Identify all lines in the listing that include the word "clear", and copy them out.

----- Dataset records -----

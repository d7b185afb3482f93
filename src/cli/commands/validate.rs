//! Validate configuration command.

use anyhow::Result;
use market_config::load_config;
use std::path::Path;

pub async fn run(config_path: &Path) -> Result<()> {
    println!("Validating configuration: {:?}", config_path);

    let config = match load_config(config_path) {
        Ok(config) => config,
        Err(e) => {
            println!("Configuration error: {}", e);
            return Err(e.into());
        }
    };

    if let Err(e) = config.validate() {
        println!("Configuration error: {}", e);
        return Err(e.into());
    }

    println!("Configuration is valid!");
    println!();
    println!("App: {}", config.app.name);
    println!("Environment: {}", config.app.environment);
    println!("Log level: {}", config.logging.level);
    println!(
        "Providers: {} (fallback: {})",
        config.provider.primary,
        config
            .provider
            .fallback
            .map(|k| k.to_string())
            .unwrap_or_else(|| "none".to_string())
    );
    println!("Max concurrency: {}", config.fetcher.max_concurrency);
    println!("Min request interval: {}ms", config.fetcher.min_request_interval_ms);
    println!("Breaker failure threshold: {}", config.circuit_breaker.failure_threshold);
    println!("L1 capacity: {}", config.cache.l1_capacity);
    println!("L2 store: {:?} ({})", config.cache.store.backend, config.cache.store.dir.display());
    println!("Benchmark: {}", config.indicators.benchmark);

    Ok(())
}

-----
----- Dataset records -----

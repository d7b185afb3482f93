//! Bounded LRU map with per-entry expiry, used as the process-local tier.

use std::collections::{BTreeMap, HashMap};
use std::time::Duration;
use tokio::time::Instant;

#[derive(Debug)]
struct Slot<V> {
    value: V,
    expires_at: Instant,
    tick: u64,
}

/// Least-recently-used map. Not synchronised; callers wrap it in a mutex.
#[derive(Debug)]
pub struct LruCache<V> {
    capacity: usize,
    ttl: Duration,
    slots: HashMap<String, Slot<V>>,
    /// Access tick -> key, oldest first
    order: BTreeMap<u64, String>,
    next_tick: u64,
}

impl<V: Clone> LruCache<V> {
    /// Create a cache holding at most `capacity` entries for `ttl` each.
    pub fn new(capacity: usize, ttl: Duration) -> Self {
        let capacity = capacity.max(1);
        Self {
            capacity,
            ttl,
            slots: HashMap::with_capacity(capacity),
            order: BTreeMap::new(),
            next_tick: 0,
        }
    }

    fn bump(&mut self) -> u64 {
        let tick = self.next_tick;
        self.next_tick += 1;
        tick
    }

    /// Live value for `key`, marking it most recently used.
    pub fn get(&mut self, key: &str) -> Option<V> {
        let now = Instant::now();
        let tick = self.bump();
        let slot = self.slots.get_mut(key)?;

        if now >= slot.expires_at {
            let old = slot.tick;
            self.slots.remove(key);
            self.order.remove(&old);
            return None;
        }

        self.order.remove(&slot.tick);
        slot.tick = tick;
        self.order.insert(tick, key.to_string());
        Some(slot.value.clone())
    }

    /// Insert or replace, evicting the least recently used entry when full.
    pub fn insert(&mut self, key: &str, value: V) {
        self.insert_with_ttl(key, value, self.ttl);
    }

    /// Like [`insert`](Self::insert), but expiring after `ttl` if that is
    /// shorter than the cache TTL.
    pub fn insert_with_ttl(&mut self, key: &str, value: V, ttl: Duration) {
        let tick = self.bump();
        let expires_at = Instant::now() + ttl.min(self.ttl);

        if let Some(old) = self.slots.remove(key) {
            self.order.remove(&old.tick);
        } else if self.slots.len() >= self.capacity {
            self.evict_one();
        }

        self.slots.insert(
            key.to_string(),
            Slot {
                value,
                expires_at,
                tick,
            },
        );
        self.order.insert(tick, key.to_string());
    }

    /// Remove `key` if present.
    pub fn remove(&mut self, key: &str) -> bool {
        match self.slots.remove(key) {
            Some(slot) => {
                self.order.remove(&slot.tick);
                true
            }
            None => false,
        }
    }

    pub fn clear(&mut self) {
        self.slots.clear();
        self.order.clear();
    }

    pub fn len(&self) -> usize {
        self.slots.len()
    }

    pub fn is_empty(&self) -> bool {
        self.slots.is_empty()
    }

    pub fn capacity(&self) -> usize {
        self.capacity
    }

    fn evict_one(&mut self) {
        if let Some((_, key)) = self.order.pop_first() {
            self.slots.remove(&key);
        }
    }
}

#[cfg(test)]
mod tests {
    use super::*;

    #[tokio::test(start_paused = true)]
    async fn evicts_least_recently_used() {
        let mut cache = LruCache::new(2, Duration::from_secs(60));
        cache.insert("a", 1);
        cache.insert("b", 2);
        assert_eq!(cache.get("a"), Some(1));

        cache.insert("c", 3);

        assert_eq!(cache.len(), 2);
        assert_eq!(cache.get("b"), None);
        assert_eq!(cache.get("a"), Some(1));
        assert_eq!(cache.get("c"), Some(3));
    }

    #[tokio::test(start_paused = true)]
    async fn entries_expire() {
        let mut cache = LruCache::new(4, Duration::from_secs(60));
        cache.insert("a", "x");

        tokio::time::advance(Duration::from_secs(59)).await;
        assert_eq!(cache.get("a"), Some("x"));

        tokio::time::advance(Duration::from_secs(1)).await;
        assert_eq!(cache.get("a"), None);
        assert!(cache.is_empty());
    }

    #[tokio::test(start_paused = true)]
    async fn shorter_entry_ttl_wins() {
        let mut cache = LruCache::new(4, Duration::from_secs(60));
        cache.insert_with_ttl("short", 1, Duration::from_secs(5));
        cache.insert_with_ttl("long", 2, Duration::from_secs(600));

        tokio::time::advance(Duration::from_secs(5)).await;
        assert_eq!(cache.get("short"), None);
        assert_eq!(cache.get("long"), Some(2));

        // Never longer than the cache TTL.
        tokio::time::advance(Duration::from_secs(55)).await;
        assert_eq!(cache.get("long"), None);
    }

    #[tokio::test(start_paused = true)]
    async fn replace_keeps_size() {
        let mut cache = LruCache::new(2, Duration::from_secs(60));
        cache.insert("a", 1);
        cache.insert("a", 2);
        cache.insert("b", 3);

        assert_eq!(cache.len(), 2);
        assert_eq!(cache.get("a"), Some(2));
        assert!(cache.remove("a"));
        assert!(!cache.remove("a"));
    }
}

-----

Answer to this exercise
    pub fn clear(&mut self) {
        self.slots.clear();
        self.order.clear();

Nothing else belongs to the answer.